═══ RECORDS SUPPLIED

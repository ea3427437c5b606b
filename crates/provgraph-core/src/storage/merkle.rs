//! Merkle tree over transparency-log entries.
//!
//! Domain-separated SHA-256: leaves are `H(0x00 || entry_hash)`, interior
//! nodes `H(0x01 || left || right)`. An odd node at the end of a level is
//! promoted unchanged.

use serde::{Deserialize, Serialize};
use sha2::{Digest, Sha256};

pub type Hash = [u8; 32];

const LEAF_PREFIX: u8 = 0x00;
const NODE_PREFIX: u8 = 0x01;

pub fn entry_hash(bytes: &[u8]) -> Hash {
    Sha256::digest(bytes).into()
}

fn leaf(entry: &Hash) -> Hash {
    let mut hasher = Sha256::new();
    hasher.update([LEAF_PREFIX]);
    hasher.update(entry);
    hasher.finalize().into()
}

fn node(left: &Hash, right: &Hash) -> Hash {
    let mut hasher = Sha256::new();
    hasher.update([NODE_PREFIX]);
    hasher.update(left);
    hasher.update(right);
    hasher.finalize().into()
}

fn next_level(level: &[Hash]) -> Vec<Hash> {
    let mut next = Vec::with_capacity(level.len().div_ceil(2));
    for pair in level.chunks(2) {
        match pair {
            [left, right] => next.push(node(left, right)),
            // Odd node promoted
            _ => next.push(pair[0]),
        }
    }
    next
}

/// Root over the given entry hashes. The empty tree's root is `H("")`.
pub fn root(entries: &[Hash]) -> Hash {
    if entries.is_empty() {
        return entry_hash(b"");
    }

    let mut level: Vec<Hash> = entries.iter().map(leaf).collect();
    while level.len() > 1 {
        level = next_level(&level);
    }
    level[0]
}

/// Which side the sibling sits on.
#[derive(Debug, Clone, Copy, PartialEq, Eq, Serialize, Deserialize)]
#[serde(rename_all = "lowercase")]
pub enum Side {
    Left,
    Right,
}

#[derive(Debug, Clone, PartialEq, Eq)]
pub struct ProofStep {
    pub sibling: Hash,
    pub side: Side,
}

/// Audit path from one leaf to the root.
#[derive(Debug, Clone, PartialEq, Eq)]
pub struct InclusionProof {
    pub index: usize,
    pub tree_size: usize,
    pub path: Vec<ProofStep>,
}

/// Builds the audit path for `entries[index]`.
pub fn inclusion_proof(entries: &[Hash], index: usize) -> Option<InclusionProof> {
    if index >= entries.len() {
        return None;
    }

    let mut level: Vec<Hash> = entries.iter().map(leaf).collect();
    let mut position = index;
    let mut path = Vec::new();

    while level.len() > 1 {
        if position % 2 == 0 {
            if let Some(sibling) = level.get(position + 1) {
                path.push(ProofStep {
                    sibling: *sibling,
                    side: Side::Right,
                });
            }
        } else {
            path.push(ProofStep {
                sibling: level[position - 1],
                side: Side::Left,
            });
        }
        level = next_level(&level);
        position /= 2;
    }

    Some(InclusionProof {
        index,
        tree_size: entries.len(),
        path,
    })
}

/// Checks that `entry` sits in the tree with root `expected_root`.
pub fn verify_inclusion(entry: &Hash, proof: &InclusionProof, expected_root: &Hash) -> bool {
    let computed = proof.path.iter().fold(leaf(entry), |current, step| match step.side {
        Side::Left => node(&step.sibling, &current),
        Side::Right => node(&current, &step.sibling),
    });
    computed == *expected_root
}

══════

> _WORK TASK_:
All of the entries need to be reproduced exactly; please write them out.

> _SOLUTION TO THIS EXERCISE_:
repository ea3427437c5b606b
filename crates/provgraph-core/src/storage/merkle.rs
//! Merkle tree over transparency-log entries.
//!
//! Domain-separated SHA-256: leaves are `H(0x00 || entry_hash)`, interior
//! nodes `H(0x01 || left || right)`. An odd node at the end of a level is
//! promoted unchanged.

use serde::{Deserialize, Serialize};
use sha2::{Digest, Sha256};

pub type Hash = [u8; 32];

const LEAF_PREFIX: u8 = 0x00;
const NODE_PREFIX: u8 = 0x01;

pub fn entry_hash(bytes: &[u8]) -> Hash {
    Sha256::digest(bytes).into()
}

fn leaf(entry: &Hash) -> Hash {
    let mut hasher = Sha256::new();
    hasher.update([LEAF_PREFIX]);
    hasher.update(entry);
    hasher.finalize().into()
}

fn node(left: &Hash, right: &Hash) -> Hash {
    let mut hasher = Sha256::new();
    hasher.update([NODE_PREFIX]);
    hasher.update(left);
    hasher.update(right);
    hasher.finalize().into()
}

fn next_level(level: &[Hash]) -> Vec<Hash> {
    let mut next = Vec::with_capacity(level.len().div_ceil(2));
    for pair in level.chunks(2) {
        match pair {
            [left, right] => next.push(node(left, right)),
            // Odd node promoted
            _ => next.push(pair[0]),
        }
    }
    next
}

/// Root over the given entry hashes. The empty tree's root is `H("")`.
pub fn root(entries: &[Hash]) -> Hash {
    if entries.is_empty() {
        return entry_hash(b"");
    }

    let mut level: Vec<Hash> = entries.iter().map(leaf).collect();
    while level.len() > 1 {
        level = next_level(&level);
    }
    level[0]
}

/// Which side the sibling sits on.
#[derive(Debug, Clone, Copy, PartialEq, Eq, Serialize, Deserialize)]
#[serde(rename_all = "lowercase")]
pub enum Side {
    Left,
    Right,
}

#[derive(Debug, Clone, PartialEq, Eq)]
pub struct ProofStep {
    pub sibling: Hash,
    pub side: Side,
}

/// Audit path from one leaf to the root.
#[derive(Debug, Clone, PartialEq, Eq)]
pub struct InclusionProof {
    pub index: usize,
    pub tree_size: usize,
    pub path: Vec<ProofStep>,
}

/// Builds the audit path for `entries[index]`.
pub fn inclusion_proof(entries: &[Hash], index: usize) -> Option<InclusionProof> {
    if index >= entries.len() {
        return None;
    }

    let mut level: Vec<Hash> = entries.iter().map(leaf).collect();
    let mut position = index;
    let mut path = Vec::new();

    while level.len() > 1 {
        if position % 2 == 0 {
            if let Some(sibling) = level.get(position + 1) {
                path.push(ProofStep {
                    sibling: *sibling,
                    side: Side::Right,
                });
            }
        } else {
            path.push(ProofStep {
                sibling: level[position - 1],
                side: Side::Left,
            });
        }
        level = next_level(&level);
        position /= 2;
    }

    Some(InclusionProof {
        index,
        tree_size: entries.len(),
        path,
    })
}

/// Checks that `entry` sits in the tree with root `expected_root`.
pub fn verify_inclusion(entry: &Hash, proof: &InclusionProof, expected_root: &Hash) -> bool {
    let computed = proof.path.iter().fold(leaf(entry), |current, step| match step.side {
        Side::Left => node(&step.sibling, &current),
        Side::Right => node(&current, &step.sibling),
    });
    computed == *expected_root
}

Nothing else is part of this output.